Lo anterior tiene relación con la perspectiva de los derechos intergeneracionales; lo cual significa llanamente que no tenemos derecho a comprometer un patrimonio que no nos pertenece, que es el patrimonio natural del mundo, y que es responsabilidad nuestra proteger y, en la medida de lo posible, incrementar para las generaciones venideras.
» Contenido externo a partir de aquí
use async_trait::async_trait;
use chrono::{DateTime, Utc};
use rust_decimal::Decimal;
use serde::{Deserialize, Serialize};

use super::reservoir::EventsResponse;
use crate::error::Result;

/// Identifies a single token: collection contract plus token id.
#[derive(Debug, Clone, PartialEq, Eq, Hash, PartialOrd, Ord, Serialize, Deserialize)]
pub struct NftKey {
    pub contract_address: String,
    pub token_index: String,
}

impl NftKey {
    pub fn new(contract_address: impl Into<String>, token_index: impl Into<String>) -> Self {
        Self {
            contract_address: contract_address.into().to_lowercase(),
            token_index: token_index.into(),
        }
    }
}

impl std::fmt::Display for NftKey {
    fn fmt(&self, f: &mut std::fmt::Formatter<'_>) -> std::fmt::Result {
        write!(f, "{}:{}", self.contract_address, self.token_index)
    }
}

/// Validity window of a listing. `to == None` never expires.
#[derive(Debug, Clone, Copy, PartialEq, Eq, Serialize, Deserialize)]
pub struct ListingWindow {
    pub from: Option<DateTime<Utc>>,
    pub to: Option<DateTime<Utc>>,
}

impl ListingWindow {
    pub fn is_expired(&self, now: DateTime<Utc>) -> bool {
        matches!(self.to, Some(to) if to < now)
    }
}

/// A normalized new-listing fact taken from one feed event.
#[derive(Debug, Clone, PartialEq, Eq, Serialize, Deserialize)]
pub struct Activity {
    pub nft_key: NftKey,
    pub price: Decimal,
    pub maker: String,
    pub window: ListingWindow,
    pub observed_at: DateTime<Utc>,
    pub source_event_id: String,
    pub order_id: String,
}

#[derive(Debug, Clone, Copy, PartialEq, Eq)]
pub enum SortDirection {
    Asc,
    Desc,
}

impl SortDirection {
    pub fn as_str(&self) -> &'static str {
        match self {
            SortDirection::Asc => "asc",
            SortDirection::Desc => "desc",
        }
    }
}

#[derive(Debug, Clone, PartialEq, Eq)]
pub struct EventsRequest {
    pub limit: u32,
    pub continuation: Option<String>,
    pub sort_direction: SortDirection,
}

/// Source of raw ask-event pages.
#[async_trait]
pub trait FeedSource: Send + Sync {
    async fn fetch_events(&self, request: &EventsRequest) -> Result<EventsResponse>;
}
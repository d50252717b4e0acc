use std::backtrace::Backtrace;

use tracing::error;
use tracing_subscriber::{EnvFilter, FmtSubscriber};

use crate::error::Error;

pub fn init() {
    let filter = EnvFilter::try_from_default_env().unwrap_or_else(|_| EnvFilter::new("info"));

    let subscriber = FmtSubscriber::builder()
        .with_env_filter(filter)
        .with_target(false)
        .with_thread_ids(false)
        .with_file(false)
        .with_line_number(false)
        .finish();

    tracing::subscriber::set_global_default(subscriber)
        .expect("Failed to set tracing subscriber");
}

/// Single sink for failures nobody else handles: failed runs and panics.
pub fn report_error(err: &Error) {
    error!("{}", error_report(err));
}

fn error_report(err: &Error) -> String {
    format!("Capture failed: {}\n{}", err, Backtrace::force_capture())
}

pub fn install_panic_hook() {
    std::panic::set_hook(Box::new(|info| {
        let trace = Backtrace::force_capture();
        error!("Panic: {}\n{}", info, trace);
    }));
}
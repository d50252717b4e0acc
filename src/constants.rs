pub const RESERVOIR_API_URL: &str = "https://api.reservoir.tools";
pub const RESERVOIR_ASK_EVENTS_PATH: &str = "/events/asks/v3";
pub const RESERVOIR_API_KEY_HEADER: &str = "x-api-key";

/// Largest page the asks endpoint will serve.
pub const MAX_PAGE_LIMIT: u32 = 1000;
pub const DEFAULT_PAGE_LIMIT: u32 = MAX_PAGE_LIMIT;

pub const DEFAULT_CAPTURE_INTERVAL_SECS: u64 = 30;
pub const DEFAULT_CAPTURE_STREAM: &str = "reservoir_asks";
pub const DEFAULT_MYSQL_PORT: u16 = 3306;

pub const ACTIVITIES_TABLE: &str = "activities";
pub const NFT_PRICES_TABLE: &str = "nft_prices";
pub const CAPTURE_CURSORS_TABLE: &str = "capture_cursors";
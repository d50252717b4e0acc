//! Capture run: fetch a page, derive prices, persist, checkpoint, repeat

use std::collections::{BTreeMap, BTreeSet};
use std::sync::Arc;

use chrono::{DateTime, Utc};
use tokio::sync::mpsc::{self, error::TrySendError};
use tracing::{debug, info, warn};

use crate::aggregator::{PriceAggregator, PriceFact};
use crate::checkpoint::{CheckpointManager, Cursor};
use crate::config::{CaptureConfig, CursorMode};
use crate::db::Store;
use crate::error::{Error, Result};
use crate::feed::{Activity, FeedSource, FetchedPage, NftKey, PaginatedFetcher, SortDirection};
use crate::state::{CapturePhase, RunGuard};

#[derive(Debug, Clone)]
pub struct CaptureOptions {
    pub stream: String,
    pub cursor_mode: CursorMode,
    pub seed_from_store: bool,
}

impl From<&CaptureConfig> for CaptureOptions {
    fn from(config: &CaptureConfig) -> Self {
        Self {
            stream: config.stream.clone(),
            cursor_mode: config.cursor_mode,
            seed_from_store: config.seed_from_store,
        }
    }
}

/// A persisted page, as handed to batch listeners.
#[derive(Debug, Clone)]
pub struct CapturedBatch {
    pub page: usize,
    pub activities: Vec<Activity>,
    pub price_facts: Vec<PriceFact>,
}

#[derive(Debug, Clone, Default, PartialEq, Eq)]
pub struct RunSummary {
    pub pages: usize,
    pub activities: usize,
    pub price_facts: usize,
    pub rejected: usize,
    pub skipped_events: usize,
}

pub struct CaptureOrchestrator<F, S> {
    fetcher: PaginatedFetcher<F>,
    aggregator: PriceAggregator,
    store: S,
    options: CaptureOptions,
    guard: RunGuard,
    listeners: Vec<mpsc::Sender<Arc<CapturedBatch>>>,
}

impl<F: FeedSource, S: Store> CaptureOrchestrator<F, S> {
    pub fn new(source: F, store: S, page_limit: u32, options: CaptureOptions) -> Self {
        let sort_direction = match options.cursor_mode {
            CursorMode::Continuation => SortDirection::Asc,
            CursorMode::Boundary => SortDirection::Desc,
        };

        Self {
            fetcher: PaginatedFetcher::new(source, page_limit, sort_direction),
            aggregator: PriceAggregator::new(),
            store,
            options,
            guard: RunGuard::new(),
            listeners: Vec::new(),
        }
    }

    pub fn store(&self) -> &S {
        &self.store
    }

    pub fn run_guard(&self) -> RunGuard {
        self.guard.clone()
    }

    /// Receive every persisted page. A slow listener misses batches rather than stalling capture.
    pub fn subscribe(&mut self, capacity: usize) -> mpsc::Receiver<Arc<CapturedBatch>> {
        let (tx, rx) = mpsc::channel(capacity);
        self.listeners.push(tx);
        rx
    }

    /// Capture until the feed has nothing more for this run.
    ///
    /// Rejected with [`Error::RunInProgress`] while another run is active. On
    /// failure the checkpoint stays at the last fully persisted page.
    pub async fn run_once(&self) -> Result<RunSummary> {
        let _permit = self.guard.try_acquire().ok_or(Error::RunInProgress)?;
        let stream = self.options.stream.as_str();

        let mut phase = CapturePhase::Idle;
        let mut summary = RunSummary::default();

        match self.capture(&mut phase, &mut summary).await {
            Ok(()) => {
                self.enter(&mut phase, CapturePhase::Done);
                info!(
                    "[{}] Capture complete: {} pages, {} activities, {} price facts, {} rejected",
                    stream, summary.pages, summary.activities, summary.price_facts, summary.rejected
                );
                Ok(summary)
            }
            Err(e) => {
                warn!(
                    "[{}] Capture failed while {} after {} pages",
                    stream,
                    phase.as_str(),
                    summary.pages
                );
                self.enter(&mut phase, CapturePhase::Failed);
                Err(e)
            }
        }
    }

    async fn capture(&self, phase: &mut CapturePhase, summary: &mut RunSummary) -> Result<()> {
        let checkpoint = CheckpointManager::new(&self.store, &self.options.stream);
        let stored = checkpoint.load().await?.unwrap_or_default();

        let (mut continuation, stop_event_id) = match self.options.cursor_mode {
            CursorMode::Continuation => (stored.continuation.clone(), None),
            CursorMode::Boundary => (None, stored.last_event_id.clone()),
        };
        let mut newest_event_id = match self.options.cursor_mode {
            CursorMode::Continuation => stored.last_event_id.clone(),
            CursorMode::Boundary => None,
        };
        // newest first: a token written by an earlier page must not be overwritten by an older one
        let mut written: BTreeMap<NftKey, DateTime<Utc>> = BTreeMap::new();

        loop {
            self.enter(phase, CapturePhase::Fetching);
            let page = self
                .fetcher
                .fetch_next_page(continuation.as_deref(), stop_event_id.as_deref())
                .await?;

            self.enter(phase, CapturePhase::Aggregating);
            let mut facts = self.aggregate(&page).await?;
            if self.options.cursor_mode == CursorMode::Boundary {
                facts = drop_superseded(facts, &mut written);
            }

            self.enter(phase, CapturePhase::Persisting);
            self.store.insert_activities(&page.activities).await?;
            self.store.upsert_price_facts(&facts).await?;

            summary.pages += 1;
            summary.activities += page.activities.len();
            summary.price_facts += facts.len();
            summary.rejected += page.rejected;
            summary.skipped_events += page.skipped;

            match self.options.cursor_mode {
                CursorMode::Continuation => {
                    if page.newest_event_id.is_some() {
                        newest_event_id = page.newest_event_id.clone();
                    }
                    self.enter(phase, CapturePhase::Checkpointing);
                    checkpoint
                        .save(&Cursor {
                            continuation: page.cursor.clone(),
                            last_event_id: newest_event_id.clone(),
                        })
                        .await?;
                }
                CursorMode::Boundary => {
                    // newest first: the run's boundary is the head of its first page
                    if newest_event_id.is_none() {
                        newest_event_id = page.newest_event_id.clone();
                    }
                }
            }

            let more = page.more;
            continuation = page.cursor.clone();
            self.notify(summary.pages, page.activities, facts);

            if !more {
                break;
            }
        }

        if self.options.cursor_mode == CursorMode::Boundary {
            if let Some(last_event_id) = newest_event_id {
                self.enter(phase, CapturePhase::Checkpointing);
                checkpoint
                    .save(&Cursor {
                        continuation: None,
                        last_event_id: Some(last_event_id),
                    })
                    .await?;
            }
        }

        Ok(())
    }

    async fn aggregate(&self, page: &FetchedPage) -> Result<Vec<PriceFact>> {
        let now = Utc::now();

        let facts = if self.options.seed_from_store && !page.activities.is_empty() {
            let keys: Vec<NftKey> = page
                .activities
                .iter()
                .map(|a| a.nft_key.clone())
                .collect::<BTreeSet<_>>()
                .into_iter()
                .collect();
            let seed = self.store.load_price_facts(&keys).await?;
            debug!("Seeded {} of {} tokens from stored prices", seed.len(), keys.len());
            self.aggregator.aggregate_seeded(seed, &page.activities, now)
        } else {
            self.aggregator.aggregate(&page.activities, now)
        };

        Ok(facts.into_values().collect())
    }

    fn notify(&self, page: usize, activities: Vec<Activity>, price_facts: Vec<PriceFact>) {
        if self.listeners.is_empty() {
            return;
        }

        let batch = Arc::new(CapturedBatch {
            page,
            activities,
            price_facts,
        });

        for tx in &self.listeners {
            match tx.try_send(batch.clone()) {
                Ok(()) => {}
                Err(TrySendError::Full(_)) => {
                    warn!("[{}] Batch listener is full, dropping page {}", self.options.stream, page);
                }
                Err(TrySendError::Closed(_)) => {
                    debug!("[{}] Batch listener closed", self.options.stream);
                }
            }
        }
    }

    fn enter(&self, phase: &mut CapturePhase, next: CapturePhase) {
        debug!(
            "[{}] {} -> {}",
            self.options.stream,
            phase.as_str(),
            next.as_str()
        );
        *phase = next;
    }
}

/// Keep facts newer than what this run already wrote for their token, and record them.
fn drop_superseded(
    facts: Vec<PriceFact>,
    written: &mut BTreeMap<NftKey, DateTime<Utc>>,
) -> Vec<PriceFact> {
    let mut kept = Vec::with_capacity(facts.len());
    for fact in facts {
        match written.get(&fact.nft_key) {
            Some(newest) if fact.last_listing_timestamp <= *newest => {
                debug!("Keeping newer price for {}", fact.nft_key);
            }
            _ => {
                written.insert(fact.nft_key.clone(), fact.last_listing_timestamp);
                kept.push(fact);
            }
        }
    }
    kept
}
Dicho de manera coloquial: tenemos la obligación de dejar un mundo mejor que el que encontramos, para quienes habrán de habitarlo en los años venideros, y eso incluye, debe insistirse, a las especies no humanas.

Diferentes especies de tortugas, ballenas, o de reptiles, por citar solo algunas, han vivido en la tierra durante decenas de millones de años; y ese es un horizonte temporal inimaginable para nuestra corta existencia. Pero ello no obsta para que hagamos un esfuerzo mayor para comprender que los eones que le quedan de posibilidades de frugalidad y abundancia a la Tierra, no pueden comprometerse en aras de satisfacer la ambición y el afán desaforado de riqueza de unos cuantos potentados que dirigen y controlan las principales decisiones planetarias.

Es mucho lo que podemos hacer en el plano individual; pero ningún esfuerzo será suficiente si la industria sigue emitiendo toneladas de dióxido de carbono; si las actividades agropecuarias siguen produciendo las toneladas de gas metano que todos los años están generando; y si en el ámbito de la producción de bienes de consumo diario, seguimos apostando por el plástico como principal envoltorio o recipiente de un solo uso, que termina flotando en monstruosas islas de basura en los océanos.

No hay tiempo, eso debe subrayarse una y otra vez. Estamos al borde de un cataclismo ecológico y debemos exigir que, aquellos que tienen la responsabilidad de dirigir el cambio, lo hagan ya.